Chapter SIXTY-THREE
The puppeteer walked the floor, pacing back and forth, rigid with anger. That fool Perez had gotten himself arrested. Had he figured out that his life was about over? He’d thought himself so clever, stashing a getaway pickup truck in North Miami. A truck. What the hell was he thinking? Did Perez know that the family was on to him? Knew about his plans for a new life? If he was planning to run, he would have to take the family’s money with him. That couldn’t happen. He was a dead man as soon as the family figured out where all the money was hidden. There were no second chances in this business. Even a hint of disloyalty was rewarded with a death sentence, carried out without trial, without mercy.
Had Perez arranged his arrest so that he would be safe from the family? He should have known better. He’d be dead before the night was over.

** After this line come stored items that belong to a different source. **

use std::env;
use std::net::{IpAddr, SocketAddr};
use std::str::FromStr;

use anyhow::{Context, Result};
use zeroize::Zeroizing;

/// The default allowed origins.
pub const DEFAULT_CORS_ORIGINS: [&str; 2] = ["http://localhost:3000", "my.company.dev"];
/// The maximum raw length of a URL-encoded procedure parameter.
pub const DEFAULT_MAX_PARAM_LENGTH: usize = 5000;
/// The maximum size of a POSTed procedure body.
pub const DEFAULT_MAX_BODY_BYTES: usize = 1024 * 1024;

/// The application's configuration.
#[derive(Clone)]
pub struct Config {
    /// The address the server binds to.
    pub listen_addr: SocketAddr,
    /// The externally visible base URL, used to build OAuth redirect URIs.
    pub public_url: String,
    /// The path prefix of the RPC endpoint.
    pub rpc_prefix: String,
    /// The origins allowed by the CORS policy.
    pub cors_origins: Vec<String>,
    /// The secret used to sign session tokens.
    pub auth_secret: Zeroizing<Vec<u8>>,
    /// The secret used for the signed cookie jar.
    pub cookie_secret: Zeroizing<Vec<u8>>,
    /// The GitHub OAuth client id.
    pub github_client_id: String,
    /// The GitHub OAuth client secret.
    pub github_client_secret: Zeroizing<String>,
    /// The duration of a session in days.
    pub session_max_age_days: i64,
    /// The maximum raw length of a URL-encoded procedure parameter.
    pub max_param_length: usize,
    /// The maximum size of a POSTed procedure body.
    pub max_body_bytes: usize,
}

fn parse_or<T>(key: &str, default: T) -> Result<T>
where
    T: FromStr,
    T::Err: std::error::Error + Send + Sync + 'static,
{
    match env::var(key) {
        Ok(raw) => raw.trim().parse().with_context(|| format!("Invalid {}", key)),
        Err(_) => Ok(default),
    }
}

impl Config {
    /// Creates a new `Config` from environment variables.
    ///
    /// # Returns
    ///
    /// A `Result` containing the `Config`.
    pub fn from_env() -> Result<Self> {
        let auth_secret = Zeroizing::new(
            env::var("AUTH_SECRET")
                .context("AUTH_SECRET must be set to at least 32 bytes (generate with: openssl rand -hex 32)")?
                .into_bytes(),
        );

        let cookie_secret = match env::var("COOKIE_SECRET") {
            Ok(secret) => Zeroizing::new(secret.into_bytes()),
            Err(_) => auth_secret.clone(),
        };

        let host: IpAddr = parse_or("HOST", IpAddr::from([127, 0, 0, 1]))?;
        let port: u16 = parse_or("PORT", 3000)?;

        let cors_origins = match env::var("CORS_ORIGINS") {
            Ok(list) => list
                .split(',')
                .map(str::trim)
                .filter(|origin| !origin.is_empty())
                .map(str::to_string)
                .collect(),
            Err(_) => DEFAULT_CORS_ORIGINS.iter().map(|o| o.to_string()).collect(),
        };

        Ok(Self {
            listen_addr: SocketAddr::new(host, port),
            public_url: env::var("PUBLIC_URL")
                .unwrap_or_else(|_| format!("http://localhost:{}", port))
                .trim_end_matches('/')
                .to_string(),
            rpc_prefix: env::var("RPC_PREFIX").unwrap_or_else(|_| "/trpc".to_string()),
            cors_origins,
            auth_secret,
            cookie_secret,
            github_client_id: env::var("GITHUB_CLIENT_ID").context("GITHUB_CLIENT_ID must be set")?,
            github_client_secret: Zeroizing::new(
                env::var("GITHUB_CLIENT_SECRET").context("GITHUB_CLIENT_SECRET must be set")?,
            ),
            session_max_age_days: parse_or("SESSION_MAX_AGE_DAYS", 30)?,
            max_param_length: parse_or("MAX_PARAM_LENGTH", DEFAULT_MAX_PARAM_LENGTH)?,
            max_body_bytes: parse_or("MAX_BODY_BYTES", DEFAULT_MAX_BODY_BYTES)?,
        })
    }

    /// A configuration for tests and local tooling; no environment access.
    pub fn for_local(auth_secret: &str) -> Self {
        Self {
            listen_addr: SocketAddr::from(([127, 0, 0, 1], 3000)),
            public_url: "http://localhost:3000".to_string(),
            rpc_prefix: "/trpc".to_string(),
            cors_origins: DEFAULT_CORS_ORIGINS.iter().map(|o| o.to_string()).collect(),
            auth_secret: Zeroizing::new(auth_secret.as_bytes().to_vec()),
            cookie_secret: Zeroizing::new(auth_secret.as_bytes().to_vec()),
            github_client_id: "local-client".to_string(),
            github_client_secret: Zeroizing::new("local-secret".to_string()),
            session_max_age_days: 30,
            max_param_length: DEFAULT_MAX_PARAM_LENGTH,
            max_body_bytes: DEFAULT_MAX_BODY_BYTES,
        }
    }

    /// Whether cookies should carry the `Secure` attribute.
    pub fn secure_cookies(&self) -> bool {
        self.public_url.starts_with("https://")
    }
}
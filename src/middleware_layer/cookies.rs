use sha2::{Digest, Sha512};
use tower_cookies::cookie::time::Duration;
use tower_cookies::cookie::SameSite;
use tower_cookies::{Cookie, CookieManagerLayer, Cookies, Key, SignedCookies};

use crate::error::{AppError, Result};

/// The name of the cookie carrying the signed session token.
pub const SESSION_COOKIE: &str = "authjs.session-token";
/// The name of the signed cookie carrying the pending OAuth state.
pub const STATE_COOKIE: &str = "authjs.oauth-state";

/// The cookie plugin: a per-request jar plus a signed view keyed from the
/// process-wide cookie secret.
#[derive(Clone)]
pub struct CookiePlugin {
    key: Key,
    secure: bool,
}

impl CookiePlugin {
    /// Derives the 64-byte jar key from `secret`.
    pub fn new(secret: &[u8], secure: bool) -> Result<Self> {
        if secret.is_empty() {
            return Err(AppError::Config("cookie secret must not be empty".to_string()));
        }

        let digest = Sha512::digest(secret);
        Ok(Self {
            key: Key::from(digest.as_slice()),
            secure,
        })
    }

    /// The layer that parses `Cookie` and writes `Set-Cookie`.
    pub fn layer(&self) -> CookieManagerLayer {
        CookieManagerLayer::new()
    }

    pub fn signed<'a>(&'a self, cookies: &'a Cookies) -> SignedCookies<'a> {
        cookies.signed(&self.key)
    }

    /// Creates an `HttpOnly`, `SameSite=Lax` cookie scoped to `/`.
    pub fn build(&self, name: &'static str, value: String, max_age: Duration) -> Cookie<'static> {
        let mut cookie = Cookie::new(name, value);

        cookie.set_http_only(true);
        if self.secure {
            cookie.set_secure(true);
        }
        cookie.set_same_site(SameSite::Lax);
        cookie.set_max_age(max_age);
        cookie.set_path("/");

        cookie
    }

    /// A removal cookie matching what [`CookiePlugin::build`] set.
    pub fn expired(&self, name: &'static str) -> Cookie<'static> {
        let mut cookie = Cookie::new(name, "");
        cookie.set_max_age(Duration::seconds(0));
        cookie.set_path("/");
        cookie
    }
}
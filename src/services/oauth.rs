use futures::future::BoxFuture;
use serde::Deserialize;
use serde_json::Value;

use crate::error::{AppError, Result};
use crate::models::provider::Provider;
use crate::models::user::Profile;

/// The outbound half of an OAuth sign-in.
pub trait OAuthClient: Send + Sync {
    /// Trades an authorization `code` for an access token.
    fn exchange_code<'a>(
        &'a self,
        provider: &'a Provider,
        code: &'a str,
        redirect_uri: &'a str,
    ) -> BoxFuture<'a, Result<String>>;

    /// Fetches and maps the profile behind `access_token`.
    fn fetch_profile<'a>(
        &'a self,
        provider: &'a Provider,
        access_token: &'a str,
    ) -> BoxFuture<'a, Result<Profile>>;
}

#[derive(Deserialize)]
struct TokenResponse {
    access_token: Option<String>,
    error: Option<String>,
    error_description: Option<String>,
}

/// [`OAuthClient`] over HTTPS.
#[derive(Clone)]
pub struct HttpOAuthClient {
    http: reqwest::Client,
}

impl HttpOAuthClient {
    pub fn new() -> Result<Self> {
        let http = reqwest::Client::builder()
            .user_agent(concat!(env!("CARGO_PKG_NAME"), "/", env!("CARGO_PKG_VERSION")))
            .timeout(std::time::Duration::from_secs(10))
            .build()?;
        Ok(Self { http })
    }
}

impl OAuthClient for HttpOAuthClient {
    fn exchange_code<'a>(
        &'a self,
        provider: &'a Provider,
        code: &'a str,
        redirect_uri: &'a str,
    ) -> BoxFuture<'a, Result<String>> {
        Box::pin(async move {
            let registration = &provider.registration;
            let response: TokenResponse = self
                .http
                .post(&provider.token_url)
                .header(reqwest::header::ACCEPT, "application/json")
                .form(&[
                    ("client_id", registration.client_id.as_str()),
                    ("client_secret", registration.client_secret.as_str()),
                    ("code", code),
                    ("redirect_uri", redirect_uri),
                    ("grant_type", "authorization_code"),
                ])
                .send()
                .await?
                .error_for_status()?
                .json()
                .await?;

            match response {
                TokenResponse {
                    access_token: Some(token),
                    ..
                } => Ok(token),
                TokenResponse {
                    error,
                    error_description,
                    ..
                } => Err(AppError::Provider(format!(
                    "{} token exchange failed: {} {}",
                    provider.id(),
                    error.unwrap_or_default(),
                    error_description.unwrap_or_default()
                ))),
            }
        })
    }

    fn fetch_profile<'a>(
        &'a self,
        provider: &'a Provider,
        access_token: &'a str,
    ) -> BoxFuture<'a, Result<Profile>> {
        Box::pin(async move {
            let doc: Value = self
                .http
                .get(&provider.userinfo_url)
                .bearer_auth(access_token)
                .header(reqwest::header::ACCEPT, "application/json")
                .send()
                .await?
                .error_for_status()?
                .json()
                .await?;

            (provider.map_profile)(&doc).ok_or_else(|| {
                AppError::Provider(format!("{} returned an unusable profile", provider.id()))
            })
        })
    }
}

The first break came when the idiot hired a Mexican to keep the truck in running condition. He didn’t know that the man he’d hired was one of theirs. The puppeteer had known about the truck within a day of the time Perez hired the driver.
The family hadn’t yet figured out all the ways Perez could flee, or where all his secret bank accounts were, but they did know his escape route, or at least the first leg of it. They knew about the pickup and they’d know when Perez decided to use it. The bomb had been rigged months before. If he started it without activating the switch that disarmed the bomb, he’d be blown to hell. Only the Mexican driver knew where the switch was located. When he needed to drive the truck, he simply flipped the switch to the off position and the bomb was rendered inert.
If Perez had arranged his own arrest, it’d been done without much preparation. The family had a mole in the U.S. Attorney’s office, and if any deals had been struck, or even if Perez had contacted the U.S. Attorney, the family would have been told. They had the same coverage at the state prosecutor’s office, even though the state wouldn’t be involved in the Perez case. Their cartel, small as it was, was of interest only to the feds.
Fuentes, the crazy don, had reacted to the news of Perez’s arrest with a lot more heat than the puppeteer had expected. The don had exploded in anger. He’d trusted Perez with the family’s money, with his own money, with secrets that no one else knew. Perez had been his childhood friend and now he’d turned on him. Word had already come back to them that some lawyer was trying to reach the U.S. Attorney in Miami to make a deal, to put Perez in isolation until they could work out an agreement for Perez to testify against the don. Perez had to be killed.
The don, against the advice of the puppeteer, had ordered the murder of the U.S. Attorney and sent word to the Miami-Dade jail, to inmates on their payroll, that whoever killed Perez that night would receive one million dollars upon his release from prison. The puppeteer was afraid that the murder of the U.S. Attorney would bring down the family. You didn’t just go around killing government officials. The system reacted violently. If one of their own was vulnerable, all of them were. It was therefore in their interest to find and kill those who would kill them. Because of this, there had long been a truce of sorts, a tacit agreement never spoken of, between the cartels and law enforcement. Don’t kill us and we won’t kill you. It had worked for years, but the crazy don was now about to breach the agreement. It could bring ruin to the family.
Fuentes had decided it was necessary to kill the U.S. Attorney because he knew that none of the other people in that office would take a hot potato like Perez and give him any kind of deal. If it backfired, it was their careers. Not so for the U.S. Attorney. He was a political appointee and if he were fired, he’d go back to a very lucrative private practice. If the headman was dead, there would be weeks before any deal could be put together for Perez to testify. Cut off the snake’s head and the body would be ineffective. If the don’s men missed Perez in jail on the night he was arrested, it wouldn’t be too big of a deal. There’d be weeks to get him before another prosecutor could be brought in to make decisions. Or so he thought.
The puppeteer hadn’t agreed with the don, argued against the murder as a violation of the rules of the war against drugs. It didn’t matter. The don had crossed a line that moved him from just plain crazy to absolutely insane. The puppeteer had always known it, lived with the threat inherent in the don’s insanity. There had been a lot of killings that did nothing for the family’s organization except instill fear in the subordinates. But the don’s bloodlust had never before so threatened the cartel and the family.
By now the top federal prosecutor in South Florida was floating face down in the Miami River with a gunshot wound in the back of his head. The die was cast, the puppeteer thought, and Katie bar the door. The shit storm was about to hit them full force.